Honduras es el país del luto permanente. Transita por
un camino de corrupción, pobreza, impunidad y violencia que pareciera no tener
final ni esperanza.
El director de Casa Alianza, José Guadalupe Ruedas nos
lo recordaba la semana pasada al denunciar que solo en el gobierno de Juan
Orlando Hernández, 685 niños, niñas y jóvenes menores de 23 años han sido
ejecutados, cifra que constituye el mayor porcentaje de ejecuciones por mes de
los últimos 16 años.
Y al mismo tiempo, el asesinato de las fiscales del
Ministerio Público, Marlene Banegas y Olga Patricia Eufragio nos golpeaba en la
cara para no olvidar que la ley del más fuerte y más violento es la que nos
gobierna.
Estos dos hechos son una muestra de cómo la violencia
y la impunidad tienen el poder de asesinar a uno de los sectores más
vulnerables de la sociedad, la niñez y la juventud, así como a dos operadoras
de justicia que en teoría son las que más protegidas deberían estar por liderar
instituciones que tienen la obligación de salvaguardar los intereses de la
población.
Sin embargo, mientras estas dos situaciones nos marcan
como cicatrices en nuestro tejido social, Berta Cáceres, coordinadora del
COPINH, era galardonada internacionalmente con el Premio Cien a la Vida por su
labor en la defensa
de los derechos de los Pueblos Originarios de Honduras y de la Madre Tierra.

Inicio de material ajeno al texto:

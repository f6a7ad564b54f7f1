// ============================================
// File: crates/tunwarden-transport/src/packet.rs
// ============================================
//! # IP Packet
//!
//! ## Creation Reason
//! Packets read from a TUN device are raw IP datagrams. The host wants to see
//! who is talking to whom without decoding them itself, so the header is
//! parsed once when the packet is created.
//!
//! ## Main Functionality
//! - `Packet`: Raw payload plus parsed `PacketMeta`
//! - `PacketMeta`: Capture time, endpoints, protocol and size
//! - `Protocol` / `Endpoint`: Parsed header fields
//!
//! ## Header Layout
//! ```text
//! IPv4                                  IPv6
//! ┌─────┬─────┬──────┬───────┐          ┌─────┬──────┬──────┬──────┐
//! │ ver │ ihl │ ...  │ proto │          │ ver │ ...  │ next │ ...  │
//! │ [0]>>4   [0]&0xf │  [9]  │          │ [0]>>4     │  [6] │      │
//! ├─────┴─────┴──────┴───────┤          ├────────────┴──────┴──────┤
//! │ src [12..16] dst [16..20]│          │ src [8..24]  dst [24..40]│
//! ├──────────────────────────┤          ├──────────────────────────┤
//! │ L4 ports at [ihl..ihl+4] │          │ L4 ports at [40..44]     │
//! └──────────────────────────┘          └──────────────────────────┘
//! ```
//!
//! ## ⚠️ Important Note for Next Developer
//! - Malformed packets are not errors; they parse as `Protocol::Unknown`
//! - IPv6 extension headers are not followed
//! - Non-first IPv4 fragments carry no ports
//!
//! ## Last Modified
//! v0.1.0 - Initial packet parsing

use std::fmt;
use std::net::{IpAddr, Ipv4Addr, Ipv6Addr};

use bytes::Bytes;
use serde::{Serialize, Serializer};

use tunwarden_common::time::unix_timestamp_millis;

// ============================================
// Constants
// ============================================

const IPV4_MIN_HEADER: usize = 20;
const IPV6_HEADER: usize = 40;

const PROTO_ICMP: u8 = 1;
const PROTO_TCP: u8 = 6;
const PROTO_UDP: u8 = 17;
const PROTO_ICMPV6: u8 = 58;

// ============================================
// Protocol
// ============================================

/// Transport protocol carried by an IP packet.
#[derive(Debug, Clone, Copy, PartialEq, Eq, Hash)]
pub enum Protocol {
    /// TCP (6).
    Tcp,
    /// UDP (17).
    Udp,
    /// ICMP (1).
    Icmp,
    /// ICMPv6 (58).
    Icmpv6,
    /// Any other IP protocol number.
    Other(u8),
    /// Not a parseable IP packet.
    Unknown,
}

impl Protocol {
    /// Maps an IP protocol / next-header number.
    #[must_use]
    pub const fn from_number(n: u8) -> Self {
        match n {
            PROTO_TCP => Self::Tcp,
            PROTO_UDP => Self::Udp,
            PROTO_ICMP => Self::Icmp,
            PROTO_ICMPV6 => Self::Icmpv6,
            other => Self::Other(other),
        }
    }

    /// Returns `true` for protocols whose first four payload bytes are ports.
    #[must_use]
    pub const fn has_ports(&self) -> bool {
        matches!(self, Self::Tcp | Self::Udp)
    }
}

impl fmt::Display for Protocol {
    fn fmt(&self, f: &mut fmt::Formatter<'_>) -> fmt::Result {
        match self {
            Self::Tcp => f.write_str("tcp"),
            Self::Udp => f.write_str("udp"),
            Self::Icmp => f.write_str("icmp"),
            Self::Icmpv6 => f.write_str("icmpv6"),
            Self::Other(n) => write!(f, "ip-{n}"),
            Self::Unknown => f.write_str("unknown"),
        }
    }
}

impl Serialize for Protocol {
    fn serialize<S: Serializer>(&self, serializer: S) -> std::result::Result<S::Ok, S::Error> {
        serializer.collect_str(self)
    }
}

// ============================================
// Endpoint
// ============================================

/// One side of a packet's flow.
#[derive(Debug, Clone, Copy, PartialEq, Eq, Hash)]
pub struct Endpoint {
    /// IP address.
    pub ip: IpAddr,
    /// Port, for TCP and UDP.
    pub port: Option<u16>,
}

impl fmt::Display for Endpoint {
    fn fmt(&self, f: &mut fmt::Formatter<'_>) -> fmt::Result {
        match (self.ip, self.port) {
            (IpAddr::V4(ip), Some(port)) => write!(f, "{ip}:{port}"),
            (IpAddr::V6(ip), Some(port)) => write!(f, "[{ip}]:{port}"),
            (ip, None) => write!(f, "{ip}"),
        }
    }
}

impl Serialize for Endpoint {
    fn serialize<S: Serializer>(&self, serializer: S) -> std::result::Result<S::Ok, S::Error> {
        serializer.collect_str(self)
    }
}

// ============================================
// PacketMeta
// ============================================

/// Metadata parsed from a packet's IP header.
#[derive(Debug, Clone, PartialEq, Eq, Serialize)]
#[serde(rename_all = "camelCase")]
pub struct PacketMeta {
    /// Capture time in unix milliseconds.
    pub timestamp: i64,
    /// Sender, if the header parsed.
    pub source: Option<Endpoint>,
    /// Receiver, if the header parsed.
    pub destination: Option<Endpoint>,
    /// Carried protocol.
    pub protocol: Protocol,
    /// Total packet size in bytes.
    pub size: usize,
}

impl PacketMeta {
    /// Parses the IP header of `data`.
    #[must_use]
    pub fn parse(data: &[u8]) -> Self {
        let (source, destination, protocol) = match data.first().map(|b| b >> 4) {
            Some(4) => parse_ipv4(data),
            Some(6) => parse_ipv6(data),
            _ => None,
        }
        .map_or((None, None, Protocol::Unknown), |(src, dst, proto)| {
            (Some(src), Some(dst), proto)
        });

        Self {
            timestamp: unix_timestamp_millis(),
            source,
            destination,
            protocol,
            size: data.len(),
        }
    }
}

fn parse_ipv4(data: &[u8]) -> Option<(Endpoint, Endpoint, Protocol)> {
    if data.len() < IPV4_MIN_HEADER {
        return None;
    }
    let ihl = usize::from(data[0] & 0x0f) * 4;
    if ihl < IPV4_MIN_HEADER || data.len() < ihl {
        return None;
    }

    let protocol = Protocol::from_number(data[9]);
    let src = IpAddr::V4(Ipv4Addr::new(data[12], data[13], data[14], data[15]));
    let dst = IpAddr::V4(Ipv4Addr::new(data[16], data[17], data[18], data[19]));

    let fragment_offset = u16::from_be_bytes([data[6] & 0x1f, data[7]]);
    let ports = if fragment_offset == 0 && protocol.has_ports() {
        read_ports(data, ihl)
    } else {
        None
    };

    Some(with_ports(src, dst, protocol, ports))
}

fn parse_ipv6(data: &[u8]) -> Option<(Endpoint, Endpoint, Protocol)> {
    if data.len() < IPV6_HEADER {
        return None;
    }

    let protocol = Protocol::from_number(data[6]);
    let src: [u8; 16] = data[8..24].try_into().ok()?;
    let dst: [u8; 16] = data[24..40].try_into().ok()?;

    let ports = if protocol.has_ports() {
        read_ports(data, IPV6_HEADER)
    } else {
        None
    };

    Some(with_ports(
        IpAddr::V6(Ipv6Addr::from(src)),
        IpAddr::V6(Ipv6Addr::from(dst)),
        protocol,
        ports,
    ))
}

fn read_ports(data: &[u8], offset: usize) -> Option<(u16, u16)> {
    let l4 = data.get(offset..offset + 4)?;
    Some((
        u16::from_be_bytes([l4[0], l4[1]]),
        u16::from_be_bytes([l4[2], l4[3]]),
    ))
}

fn with_ports(
    src: IpAddr,
    dst: IpAddr,
    protocol: Protocol,
    ports: Option<(u16, u16)>,
) -> (Endpoint, Endpoint, Protocol) {
    let (src_port, dst_port) = ports.map_or((None, None), |(s, d)| (Some(s), Some(d)));
    (
        Endpoint { ip: src, port: src_port },
        Endpoint { ip: dst, port: dst_port },
        protocol,
    )
}

// ============================================
// Packet
// ============================================

/// A raw IP packet with its parsed header metadata.
///
/// # Example
/// ```
/// use tunwarden_transport::packet::{Packet, Protocol};
///
/// let packet = Packet::new(vec![0u8; 8]);
/// assert_eq!(packet.len(), 8);
/// assert_eq!(packet.meta().protocol, Protocol::Unknown);
/// ```
#[derive(Debug, Clone)]
pub struct Packet {
    payload: Bytes,
    meta: PacketMeta,
}

impl Packet {
    /// Wraps a payload and parses its header.
    pub fn new(payload: impl Into<Bytes>) -> Self {
        let payload = payload.into();
        let meta = PacketMeta::parse(&payload);
        Self { payload, meta }
    }

    /// Returns the raw bytes.
    #[must_use]
    pub fn payload(&self) -> &[u8] {
        &self.payload
    }

    /// Returns the parsed metadata.
    #[must_use]
    pub const fn meta(&self) -> &PacketMeta {
        &self.meta
    }

    /// Returns the packet size in bytes.
    #[must_use]
    pub fn len(&self) -> usize {
        self.payload.len()
    }

    /// Returns `true` for a zero-length packet.
    #[must_use]
    pub fn is_empty(&self) -> bool {
        self.payload.is_empty()
    }

    /// Consumes the packet, returning its bytes.
    #[must_use]
    pub fn into_payload(self) -> Bytes {
        self.payload
    }
}

// ============================================
// Tests
// ============================================

#[cfg(test)]
mod tests {
    use super::*;

    fn ipv4_udp() -> Vec<u8> {
        let mut p = vec![0u8; 28];
        p[0] = 0x45;
        p[9] = PROTO_UDP;
        p[12..16].copy_from_slice(&[10, 0, 0, 2]);
        p[16..20].copy_from_slice(&[8, 8, 8, 8]);
        p[20..22].copy_from_slice(&12345u16.to_be_bytes());
        p[22..24].copy_from_slice(&53u16.to_be_bytes());
        p
    }

    #[test]
    fn test_parse_ipv4_udp() {
        let packet = Packet::new(ipv4_udp());
        let meta = packet.meta();
        assert_eq!(meta.protocol, Protocol::Udp);
        assert_eq!(meta.size, 28);
        assert_eq!(meta.source.unwrap().to_string(), "10.0.0.2:12345");
        assert_eq!(meta.destination.unwrap().to_string(), "8.8.8.8:53");
        assert!(meta.timestamp > 0);
    }

    #[test]
    fn test_parse_ipv4_fragment_has_no_ports() {
        let mut raw = ipv4_udp();
        raw[7] = 0x10;
        let meta = PacketMeta::parse(&raw);
        assert_eq!(meta.source.unwrap().port, None);
        assert_eq!(meta.destination.unwrap().to_string(), "8.8.8.8");
    }

    #[test]
    fn test_parse_ipv6_tcp() {
        let mut p = vec![0u8; 60];
        p[0] = 0x60;
        p[6] = PROTO_TCP;
        p[23] = 1; // ::1
        p[24] = 0xfd;
        p[39] = 2; // fd00::2
        p[40..42].copy_from_slice(&443u16.to_be_bytes());
        p[42..44].copy_from_slice(&50000u16.to_be_bytes());

        let meta = PacketMeta::parse(&p);
        assert_eq!(meta.protocol, Protocol::Tcp);
        assert_eq!(meta.source.unwrap().to_string(), "[::1]:443");
        assert_eq!(meta.destination.unwrap().to_string(), "[fd00::2]:50000");
    }

    #[test]
    fn test_parse_icmp_and_other() {
        let mut raw = ipv4_udp();
        raw[9] = PROTO_ICMP;
        let meta = PacketMeta::parse(&raw);
        assert_eq!(meta.protocol, Protocol::Icmp);
        assert_eq!(meta.source.unwrap().port, None);

        raw[9] = 47;
        assert_eq!(PacketMeta::parse(&raw).protocol.to_string(), "ip-47");
    }

    #[test]
    fn test_malformed_is_unknown() {
        for raw in [vec![], vec![0x45; 10], vec![0x4f; 20], vec![0x60; 39], vec![0x00; 100]] {
            let meta = PacketMeta::parse(&raw);
            assert_eq!(meta.protocol, Protocol::Unknown);
            assert!(meta.source.is_none());
            assert_eq!(meta.size, raw.len());
        }
    }

    #[test]
    fn test_meta_serializes_as_strings() {
        let meta = PacketMeta::parse(&ipv4_udp());
        let json = serde_json::to_value(&meta).unwrap();
        assert_eq!(json["protocol"], "udp");
        assert_eq!(json["source"], "10.0.0.2:12345");
        assert_eq!(json["size"], 28);
    }
}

Aunque los signos de muerte son muchos, no podemos
renunciar a defender la alegría de la vida como lo han hecho y lo hacen
millones de personas en Honduras.
Y aunque esta defensa sea dolorosa, parafraseando a
Benedetti, debemos defender la alegría y la vida como una trinchera, defenderla
de la miseria y los miserables, de los homicidas y de la muerte, de las
ausencias transitorias y las definitivas.